Thinking about the first mock up, wouldn't it be better to actually have A choked down to the fire boxe opening?   My rationale here is pressure differentials, and we know that air will flow through the A opening, provided the rest of the openings possess a lower static pressure drop.  In this sense, the flow, to me, seems more elegant when flowing toward a lower pressure, as opposed to having a 'choke point' midstream within the cook chamber, that "chimney effects" upon exit.   I don't own a RF, so grains of salt..   That said, I do like the circular reverse bend, as air flows better (less static pressure loss) across a round opening vs a square one.    Theoretical ideals would have the cook chamber cosisting of two flat ovals, joined at the other end by a flat oval of equal area.   Impossible to build in practical terms.  I love your experimentation and theory push.  stay busy!

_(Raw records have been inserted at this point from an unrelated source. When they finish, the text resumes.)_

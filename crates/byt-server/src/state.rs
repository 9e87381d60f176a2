//! Shared application state.
//!
//! [`AppState`] is built once at startup and shared by every handler
//! behind an `Arc`. It owns the broadcast hub, the ingress gateway, the
//! polling session table, and one adapter per configured feed.

use std::time::{Duration, Instant};

use byt_hub::{BroadcastHub, ConnectionRegistry, IngressGateway};
use byt_sightings::ObservationSite;
use byt_upstream::{
    build_http_client, BirthdayCalendar, EBird, FlightAware, LiteraryClock, Rebrickable,
    ThisOrThat, UpstreamEndpoints, UpstreamError, WikipediaImageLookup,
};

use crate::config::{FeedCredentials, ServerConfig};
use crate::polling::PollingSessions;

/// Upstream adapters. A feed whose credential is not configured is
/// `None`, and its endpoint answers `Server not configured`.
#[derive(Debug, Clone)]
pub struct Feeds {
    /// `FlightAware` airport boards.
    pub flights: Option<FlightAware>,
    /// Birthday calendar.
    pub birthdays: Option<BirthdayCalendar>,
    /// Rebrickable minifigures.
    pub rebrickable: Option<Rebrickable>,
    /// eBird notable observations.
    pub ebird: Option<EBird>,
    /// This or That random pairs.
    pub this_or_that: Option<ThisOrThat>,
    /// Wikipedia thumbnails (no credential).
    pub wikipedia: WikipediaImageLookup,
    /// Literary clock quotes (no credential).
    pub literary_clock: LiteraryClock,
}

impl Feeds {
    /// Build every adapter that has what it needs.
    pub fn new(
        http: &reqwest::Client,
        endpoints: UpstreamEndpoints,
        credentials: FeedCredentials,
    ) -> Self {
        let UpstreamEndpoints {
            flightaware,
            birthdays,
            rebrickable,
            ebird,
            wikipedia,
            this_or_that,
            literary_clock,
        } = endpoints;

        Self {
            flights: credentials
                .flightaware
                .map(|key| FlightAware::new(http.clone(), flightaware, key)),
            birthdays: credentials
                .birthdays
                .map(|key| BirthdayCalendar::new(http.clone(), birthdays, key)),
            rebrickable: credentials
                .rebrickable
                .map(|key| Rebrickable::new(http.clone(), rebrickable, key)),
            ebird: credentials
                .ebird
                .map(|key| EBird::new(http.clone(), ebird, key)),
            this_or_that: credentials
                .this_or_that
                .map(|key| ThisOrThat::new(http.clone(), this_or_that, key)),
            wikipedia: WikipediaImageLookup::new(http.clone(), wikipedia),
            literary_clock: LiteraryClock::new(http.clone(), literary_clock),
        }
    }
}

/// Top-level shared state for the server.
#[derive(Debug)]
pub struct AppState {
    /// Session fan-out.
    pub hub: BroadcastHub,
    /// Authorizes `POST /notify` and forwards to the hub.
    pub gateway: IngressGateway,
    /// Outboxes of polling-transport sessions.
    pub polling: PollingSessions,
    /// Upstream adapters.
    pub feeds: Feeds,
    /// Site whose bird sightings are aggregated.
    pub site: ObservationSite,
    /// Longest a `GET /poll/{id}` waits for the first frame.
    pub poll_wait: Duration,
    /// Idle time after which a polling session is expired.
    pub ping_timeout: Duration,
    api_key: Option<String>,
    started_at: Instant,
}

impl AppState {
    /// Build state against the public upstreams.
    pub fn new(config: &ServerConfig) -> Result<Self, UpstreamError> {
        Self::with_endpoints(config, UpstreamEndpoints::default())
    }

    /// Build state against the given upstream base URLs.
    pub fn with_endpoints(
        config: &ServerConfig,
        endpoints: UpstreamEndpoints,
    ) -> Result<Self, UpstreamError> {
        let http = build_http_client(config.upstream_timeout)?;
        let hub = BroadcastHub::new(ConnectionRegistry::new(), config.outbox_capacity);
        let gateway = IngressGateway::new(hub.clone(), config.api_key.clone());

        Ok(Self {
            hub,
            gateway,
            polling: PollingSessions::new(),
            feeds: Feeds::new(&http, endpoints, config.credentials.clone()),
            site: ObservationSite::gantry_state_park(),
            poll_wait: config.poll_wait,
            ping_timeout: config.ping_timeout,
            api_key: config.api_key.clone(),
            started_at: Instant::now(),
        })
    }

    /// The shared secret guarding `/notify` and `/api/*`.
    pub fn api_key(&self) -> Option<&str> {
        self.api_key.as_deref()
    }

    /// Registered sessions across both transports.
    pub fn connections(&self) -> usize {
        self.hub.registry().count()
    }

    /// Seconds since the state was built.
    pub fn uptime(&self) -> f64 {
        self.started_at.elapsed().as_secs_f64()
    }
}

edit to above:  I suppose my thinking for makign the most ideal RF design involves the combo of air flow through lowest pressure loss, while also having the ideal air change rate (to maximize the heated air).   In plain english, air flows in the chamber, stays as long as ideal for heat gain, then exits at a rate that just enough to fuel a fire.  I can't conceive of a way to even test this though.   So many variables, that, to the point of elimimating them would create a one-trick-pony smoker that was designed to burn at only 225 with the smallest amount of fuel.  Which is so variable in its own right.  ugh!  nevermind!  my head hurts.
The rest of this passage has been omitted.